When I boot the laptop with nouveau either built into the kernel or as a module, as soon as the driver loads, the screen is continuously flooded with messages relating to the GPU temperature either hitting or going below a range of thresholds. The messages have the format: 

[<timestamp>] nouveau 0000:02:00.0: therm: temperature (<x> C) hit/went below the '<threshold>' threshold

The temperatures reported vary wildly between subsequent messages, as in literally jumping from between below 0 and well above 150 degrees (and vice versa).

When this happens I am unable to use Ctrl-Alt-Del to reboot and have to do a hard power-down for it to stop. I can boot successfully provided I pass nouveau.modeset=0 on the kernel command line.

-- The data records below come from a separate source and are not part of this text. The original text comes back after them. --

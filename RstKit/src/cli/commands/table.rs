//! CLI commands for inspecting string table files

use std::collections::HashSet;
use std::path::Path;

use crate::converter::rst_json::parse_key;
use crate::formats::rst::{ReadOptions, RstReader, RstVersion};

/// Print header and content statistics
pub fn info(path: &Path, v5_variant: RstVersion) -> anyhow::Result<()> {
    let data = std::fs::read(path)?;
    let options = ReadOptions::with_v5_variant(v5_variant);
    let reader = RstReader::with_options(&data, &options)?;
    let properties = reader.properties();
    let metadata = &properties.metadata;
    let algorithm = metadata.hash_algorithm();

    let unique_hashes: HashSet<u64> = reader.hashes().collect();
    let unique_offsets: HashSet<u64> = reader
        .raw_entries()
        .map(|raw| algorithm.unpack(raw).1)
        .collect();

    println!("File: {}", path.display());
    println!(
        "Version: {} (byte {})",
        metadata.version(),
        metadata.version().byte()
    );
    println!("Hash: {algorithm}");
    if let Some(config) = metadata.font_config() {
        println!("Font config: {config}");
    }
    println!("Entries: {}", reader.len());
    println!("Unique keys: {}", unique_hashes.len());
    println!("Unique strings: {}", unique_offsets.len());
    println!("Index offset: {}", properties.hashes_offset);
    println!("Content offset: {}", properties.content_offset);
    println!(
        "Content size: {} bytes",
        data.len().saturating_sub(properties.content_offset)
    );

    Ok(())
}

/// Print the text of one entry
pub fn get(path: &Path, key: &str, v5_variant: RstVersion) -> anyhow::Result<()> {
    let data = std::fs::read(path)?;
    let options = ReadOptions::with_v5_variant(v5_variant);
    let reader = RstReader::with_options(&data, &options)?;
    let table = reader.read_table()?;
    let hash = parse_key(key, table.hash_algorithm())?;

    match table.get(hash) {
        Some(text) => {
            println!("{text}");
            Ok(())
        }
        None => anyhow::bail!("Entry not found: {key} ({hash:x})"),
    }
}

I am currently unable to provide dmesg output as the problem occurs during boot before a command prompt is presented that I could use to secure the log. I do have a mobile phone video recording available of the laptop screen when the problem occurs, in case that helps.

Windows 10 runs fine on this laptop with the nVidia drivers it pulls off the Internet during installation. Under Windows, HWiNFO reports mostly stable GPU temperatures of around 85 C.